*What is required:* Pick the lines holding the string "databases" out of the records and copy them.
*** Working data Section Begins ***
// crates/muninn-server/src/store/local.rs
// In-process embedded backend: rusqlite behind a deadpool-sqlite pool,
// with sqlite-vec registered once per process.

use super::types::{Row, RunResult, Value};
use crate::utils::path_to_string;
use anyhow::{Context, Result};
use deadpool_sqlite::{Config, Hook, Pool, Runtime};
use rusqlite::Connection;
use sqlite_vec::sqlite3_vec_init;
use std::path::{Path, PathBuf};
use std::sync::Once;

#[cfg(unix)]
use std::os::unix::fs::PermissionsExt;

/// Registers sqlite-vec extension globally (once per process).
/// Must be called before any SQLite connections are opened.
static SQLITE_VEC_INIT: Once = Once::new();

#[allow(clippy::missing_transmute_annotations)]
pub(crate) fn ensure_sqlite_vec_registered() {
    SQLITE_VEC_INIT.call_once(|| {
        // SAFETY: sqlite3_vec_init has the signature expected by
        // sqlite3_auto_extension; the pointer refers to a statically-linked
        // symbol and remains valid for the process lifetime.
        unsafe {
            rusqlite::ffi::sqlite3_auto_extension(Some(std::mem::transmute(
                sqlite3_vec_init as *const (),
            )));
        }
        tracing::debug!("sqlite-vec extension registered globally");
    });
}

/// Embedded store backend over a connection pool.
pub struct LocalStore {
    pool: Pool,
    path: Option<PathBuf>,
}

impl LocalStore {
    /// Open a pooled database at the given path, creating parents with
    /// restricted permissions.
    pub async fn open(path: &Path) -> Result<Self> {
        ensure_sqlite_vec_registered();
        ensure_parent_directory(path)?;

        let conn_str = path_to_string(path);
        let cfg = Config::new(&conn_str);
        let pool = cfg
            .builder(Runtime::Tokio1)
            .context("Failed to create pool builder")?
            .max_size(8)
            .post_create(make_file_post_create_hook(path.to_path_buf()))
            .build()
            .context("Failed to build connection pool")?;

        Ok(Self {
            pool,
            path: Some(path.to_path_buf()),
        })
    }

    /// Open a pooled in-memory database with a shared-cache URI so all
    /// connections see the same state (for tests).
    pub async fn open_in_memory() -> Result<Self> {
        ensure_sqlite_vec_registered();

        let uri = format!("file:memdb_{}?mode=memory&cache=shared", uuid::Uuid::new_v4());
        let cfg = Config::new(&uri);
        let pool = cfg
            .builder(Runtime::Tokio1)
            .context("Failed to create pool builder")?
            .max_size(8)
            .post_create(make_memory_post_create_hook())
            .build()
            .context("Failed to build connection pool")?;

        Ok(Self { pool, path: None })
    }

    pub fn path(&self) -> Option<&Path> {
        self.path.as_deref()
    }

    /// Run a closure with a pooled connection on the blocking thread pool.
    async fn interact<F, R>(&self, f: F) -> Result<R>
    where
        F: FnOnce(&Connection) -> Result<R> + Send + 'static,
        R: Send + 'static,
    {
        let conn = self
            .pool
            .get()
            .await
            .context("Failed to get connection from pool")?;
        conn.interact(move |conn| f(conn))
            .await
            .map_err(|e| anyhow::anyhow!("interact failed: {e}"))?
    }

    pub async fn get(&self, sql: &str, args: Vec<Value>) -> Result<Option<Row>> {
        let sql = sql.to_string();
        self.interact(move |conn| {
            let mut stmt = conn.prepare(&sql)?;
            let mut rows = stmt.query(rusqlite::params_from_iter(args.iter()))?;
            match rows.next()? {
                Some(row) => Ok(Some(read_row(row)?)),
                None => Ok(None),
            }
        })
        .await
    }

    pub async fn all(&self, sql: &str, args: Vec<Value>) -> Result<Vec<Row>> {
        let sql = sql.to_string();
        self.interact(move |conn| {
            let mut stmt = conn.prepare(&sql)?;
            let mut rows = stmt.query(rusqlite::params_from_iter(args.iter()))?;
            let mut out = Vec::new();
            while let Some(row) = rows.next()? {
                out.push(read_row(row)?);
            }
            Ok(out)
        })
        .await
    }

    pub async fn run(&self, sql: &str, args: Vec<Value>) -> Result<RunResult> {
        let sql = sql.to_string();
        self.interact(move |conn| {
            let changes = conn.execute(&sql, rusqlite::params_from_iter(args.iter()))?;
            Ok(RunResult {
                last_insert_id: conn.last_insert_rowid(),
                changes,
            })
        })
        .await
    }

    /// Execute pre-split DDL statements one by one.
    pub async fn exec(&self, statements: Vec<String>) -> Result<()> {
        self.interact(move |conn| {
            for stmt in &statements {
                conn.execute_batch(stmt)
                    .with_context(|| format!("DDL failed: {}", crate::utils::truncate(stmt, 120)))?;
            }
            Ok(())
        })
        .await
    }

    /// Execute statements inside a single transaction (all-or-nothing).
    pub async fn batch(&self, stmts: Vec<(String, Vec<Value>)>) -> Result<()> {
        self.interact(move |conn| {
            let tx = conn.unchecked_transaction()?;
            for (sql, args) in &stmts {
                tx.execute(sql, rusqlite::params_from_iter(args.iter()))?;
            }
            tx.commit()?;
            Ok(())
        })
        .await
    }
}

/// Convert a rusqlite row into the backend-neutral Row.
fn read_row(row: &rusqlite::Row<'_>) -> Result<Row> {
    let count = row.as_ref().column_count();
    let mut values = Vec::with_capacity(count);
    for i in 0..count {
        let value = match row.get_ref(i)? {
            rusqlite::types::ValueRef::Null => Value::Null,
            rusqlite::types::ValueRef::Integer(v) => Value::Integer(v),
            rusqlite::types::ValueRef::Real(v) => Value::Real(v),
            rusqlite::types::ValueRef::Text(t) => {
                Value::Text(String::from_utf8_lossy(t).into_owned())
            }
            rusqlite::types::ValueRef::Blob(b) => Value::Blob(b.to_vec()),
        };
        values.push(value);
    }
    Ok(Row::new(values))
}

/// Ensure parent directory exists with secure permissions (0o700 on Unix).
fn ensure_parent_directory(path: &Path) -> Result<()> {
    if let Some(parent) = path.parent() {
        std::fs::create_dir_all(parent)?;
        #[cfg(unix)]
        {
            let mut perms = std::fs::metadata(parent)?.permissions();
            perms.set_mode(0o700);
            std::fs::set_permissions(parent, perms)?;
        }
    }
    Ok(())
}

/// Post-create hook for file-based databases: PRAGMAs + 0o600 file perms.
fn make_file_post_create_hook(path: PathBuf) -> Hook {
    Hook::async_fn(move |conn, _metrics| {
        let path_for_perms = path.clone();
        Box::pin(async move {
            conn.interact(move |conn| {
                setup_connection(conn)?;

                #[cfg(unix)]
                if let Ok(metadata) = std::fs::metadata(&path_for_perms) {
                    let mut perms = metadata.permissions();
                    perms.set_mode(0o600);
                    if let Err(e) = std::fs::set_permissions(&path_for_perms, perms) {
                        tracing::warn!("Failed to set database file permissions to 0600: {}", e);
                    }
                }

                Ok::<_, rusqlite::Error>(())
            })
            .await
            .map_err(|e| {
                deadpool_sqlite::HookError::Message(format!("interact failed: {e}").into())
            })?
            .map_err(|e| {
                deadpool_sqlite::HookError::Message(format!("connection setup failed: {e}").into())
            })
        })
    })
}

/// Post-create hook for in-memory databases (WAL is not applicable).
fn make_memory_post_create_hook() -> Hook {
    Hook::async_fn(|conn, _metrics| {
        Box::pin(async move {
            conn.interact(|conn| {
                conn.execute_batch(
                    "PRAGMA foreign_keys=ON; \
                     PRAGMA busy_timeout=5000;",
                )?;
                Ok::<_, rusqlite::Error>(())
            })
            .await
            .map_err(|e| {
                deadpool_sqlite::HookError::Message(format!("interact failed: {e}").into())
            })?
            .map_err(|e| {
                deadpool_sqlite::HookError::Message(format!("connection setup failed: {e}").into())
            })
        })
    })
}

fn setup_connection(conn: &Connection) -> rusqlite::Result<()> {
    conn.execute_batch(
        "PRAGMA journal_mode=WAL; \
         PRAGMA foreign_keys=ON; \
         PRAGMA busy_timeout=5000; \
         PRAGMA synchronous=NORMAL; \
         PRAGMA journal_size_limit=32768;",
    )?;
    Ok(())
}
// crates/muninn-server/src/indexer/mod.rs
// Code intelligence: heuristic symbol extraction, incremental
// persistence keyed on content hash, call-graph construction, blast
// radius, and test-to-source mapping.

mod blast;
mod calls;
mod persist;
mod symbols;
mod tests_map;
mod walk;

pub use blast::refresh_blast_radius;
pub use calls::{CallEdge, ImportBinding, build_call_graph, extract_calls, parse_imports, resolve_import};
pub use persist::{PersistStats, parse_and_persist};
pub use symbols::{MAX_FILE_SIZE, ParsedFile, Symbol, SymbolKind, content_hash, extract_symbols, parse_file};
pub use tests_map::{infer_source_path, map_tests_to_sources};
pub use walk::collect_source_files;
*** Working data Section Ends ***
*** Working data Section Begins ***
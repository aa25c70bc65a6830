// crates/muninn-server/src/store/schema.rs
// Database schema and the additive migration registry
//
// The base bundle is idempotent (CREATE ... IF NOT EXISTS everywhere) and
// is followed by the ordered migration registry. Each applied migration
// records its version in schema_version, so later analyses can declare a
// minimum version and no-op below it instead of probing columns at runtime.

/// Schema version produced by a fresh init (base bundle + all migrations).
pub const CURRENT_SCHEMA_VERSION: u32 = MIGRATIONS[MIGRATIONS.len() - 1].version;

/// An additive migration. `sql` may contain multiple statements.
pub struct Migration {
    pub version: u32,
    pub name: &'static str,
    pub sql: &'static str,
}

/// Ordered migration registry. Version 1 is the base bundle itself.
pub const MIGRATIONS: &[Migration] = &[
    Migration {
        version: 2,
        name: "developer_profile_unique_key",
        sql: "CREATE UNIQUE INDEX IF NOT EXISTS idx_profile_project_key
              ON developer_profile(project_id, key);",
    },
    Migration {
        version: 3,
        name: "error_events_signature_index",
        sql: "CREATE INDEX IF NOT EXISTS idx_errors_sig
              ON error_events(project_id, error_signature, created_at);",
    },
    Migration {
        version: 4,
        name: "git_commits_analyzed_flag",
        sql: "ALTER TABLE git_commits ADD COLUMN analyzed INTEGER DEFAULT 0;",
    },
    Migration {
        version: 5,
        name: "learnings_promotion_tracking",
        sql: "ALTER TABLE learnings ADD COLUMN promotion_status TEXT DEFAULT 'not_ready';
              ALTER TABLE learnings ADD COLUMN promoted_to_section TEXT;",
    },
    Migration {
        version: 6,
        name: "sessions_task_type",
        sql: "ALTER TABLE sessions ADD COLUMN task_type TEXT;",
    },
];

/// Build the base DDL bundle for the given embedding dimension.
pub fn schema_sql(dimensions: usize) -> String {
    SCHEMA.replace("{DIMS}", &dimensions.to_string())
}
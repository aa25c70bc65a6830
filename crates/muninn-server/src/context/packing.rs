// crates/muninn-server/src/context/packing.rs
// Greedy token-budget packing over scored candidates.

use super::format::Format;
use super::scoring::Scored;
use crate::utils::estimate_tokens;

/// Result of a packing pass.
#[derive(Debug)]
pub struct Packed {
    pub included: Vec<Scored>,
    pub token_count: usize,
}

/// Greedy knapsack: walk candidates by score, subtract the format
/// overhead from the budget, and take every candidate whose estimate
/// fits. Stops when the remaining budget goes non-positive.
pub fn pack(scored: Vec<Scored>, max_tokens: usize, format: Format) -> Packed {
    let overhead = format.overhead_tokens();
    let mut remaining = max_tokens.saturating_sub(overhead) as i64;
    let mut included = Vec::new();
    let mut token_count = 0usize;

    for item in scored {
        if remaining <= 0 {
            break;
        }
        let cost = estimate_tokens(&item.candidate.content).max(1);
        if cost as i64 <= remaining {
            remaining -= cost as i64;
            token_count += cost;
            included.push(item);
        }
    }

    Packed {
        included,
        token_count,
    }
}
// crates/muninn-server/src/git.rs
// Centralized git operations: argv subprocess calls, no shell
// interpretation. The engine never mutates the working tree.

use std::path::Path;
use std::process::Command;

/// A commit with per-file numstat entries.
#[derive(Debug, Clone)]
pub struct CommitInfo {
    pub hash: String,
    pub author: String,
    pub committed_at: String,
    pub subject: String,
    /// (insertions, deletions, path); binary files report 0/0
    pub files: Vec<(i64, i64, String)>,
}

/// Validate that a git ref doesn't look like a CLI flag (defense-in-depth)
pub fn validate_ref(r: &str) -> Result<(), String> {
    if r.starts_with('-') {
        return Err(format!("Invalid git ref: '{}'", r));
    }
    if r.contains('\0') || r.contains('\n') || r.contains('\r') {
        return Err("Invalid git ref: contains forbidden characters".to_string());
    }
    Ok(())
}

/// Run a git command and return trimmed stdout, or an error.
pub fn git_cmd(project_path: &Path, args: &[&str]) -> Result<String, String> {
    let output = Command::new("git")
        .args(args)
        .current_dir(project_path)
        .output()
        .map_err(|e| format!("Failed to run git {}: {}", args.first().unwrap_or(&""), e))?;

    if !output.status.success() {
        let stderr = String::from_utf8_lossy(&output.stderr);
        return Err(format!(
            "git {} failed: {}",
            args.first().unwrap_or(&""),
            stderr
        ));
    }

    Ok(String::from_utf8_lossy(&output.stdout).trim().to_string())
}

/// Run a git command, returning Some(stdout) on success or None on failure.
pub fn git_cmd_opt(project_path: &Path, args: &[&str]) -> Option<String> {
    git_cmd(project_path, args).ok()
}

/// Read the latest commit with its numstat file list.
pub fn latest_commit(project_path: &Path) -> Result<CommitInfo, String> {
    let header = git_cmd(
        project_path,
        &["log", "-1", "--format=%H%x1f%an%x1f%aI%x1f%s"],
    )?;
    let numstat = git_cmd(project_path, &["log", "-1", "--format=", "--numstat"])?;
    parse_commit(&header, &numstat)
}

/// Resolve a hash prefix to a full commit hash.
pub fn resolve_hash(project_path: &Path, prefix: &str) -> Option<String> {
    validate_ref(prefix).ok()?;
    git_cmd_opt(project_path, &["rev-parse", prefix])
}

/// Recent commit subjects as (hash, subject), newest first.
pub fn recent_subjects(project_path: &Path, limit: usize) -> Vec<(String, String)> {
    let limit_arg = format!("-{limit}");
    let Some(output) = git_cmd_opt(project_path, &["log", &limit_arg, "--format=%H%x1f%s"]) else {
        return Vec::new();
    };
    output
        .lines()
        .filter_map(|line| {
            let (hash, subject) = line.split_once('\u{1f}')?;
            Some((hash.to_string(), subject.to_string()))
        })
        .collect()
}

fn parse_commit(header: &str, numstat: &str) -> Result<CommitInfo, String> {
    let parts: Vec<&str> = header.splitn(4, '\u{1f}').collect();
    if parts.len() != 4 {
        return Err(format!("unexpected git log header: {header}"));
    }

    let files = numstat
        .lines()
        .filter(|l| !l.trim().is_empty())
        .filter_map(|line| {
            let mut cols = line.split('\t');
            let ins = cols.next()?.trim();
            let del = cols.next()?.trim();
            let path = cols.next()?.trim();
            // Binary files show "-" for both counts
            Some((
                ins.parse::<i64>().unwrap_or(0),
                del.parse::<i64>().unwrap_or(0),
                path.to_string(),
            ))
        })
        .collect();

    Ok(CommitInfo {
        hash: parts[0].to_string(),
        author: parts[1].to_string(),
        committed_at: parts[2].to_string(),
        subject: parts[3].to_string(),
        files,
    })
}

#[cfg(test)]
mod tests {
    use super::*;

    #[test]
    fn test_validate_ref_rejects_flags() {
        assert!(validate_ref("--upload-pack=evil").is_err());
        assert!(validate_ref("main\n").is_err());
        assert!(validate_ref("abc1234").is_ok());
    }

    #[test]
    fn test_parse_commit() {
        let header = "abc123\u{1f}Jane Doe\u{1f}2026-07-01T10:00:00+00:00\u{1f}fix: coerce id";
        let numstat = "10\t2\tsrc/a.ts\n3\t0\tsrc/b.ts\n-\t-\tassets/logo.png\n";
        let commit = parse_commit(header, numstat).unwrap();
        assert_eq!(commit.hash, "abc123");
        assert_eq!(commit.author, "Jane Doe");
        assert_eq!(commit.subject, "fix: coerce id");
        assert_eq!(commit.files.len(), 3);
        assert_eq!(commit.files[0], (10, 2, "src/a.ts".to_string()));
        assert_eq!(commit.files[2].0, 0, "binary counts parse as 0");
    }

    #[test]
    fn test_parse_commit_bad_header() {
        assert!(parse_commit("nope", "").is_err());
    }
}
*** Working data Section Ends ***
*Exercise answer:*
/// Post-create hook for file-based databases: PRAGMAs + 0o600 file perms.
/// Post-create hook for in-memory databases (WAL is not applicable).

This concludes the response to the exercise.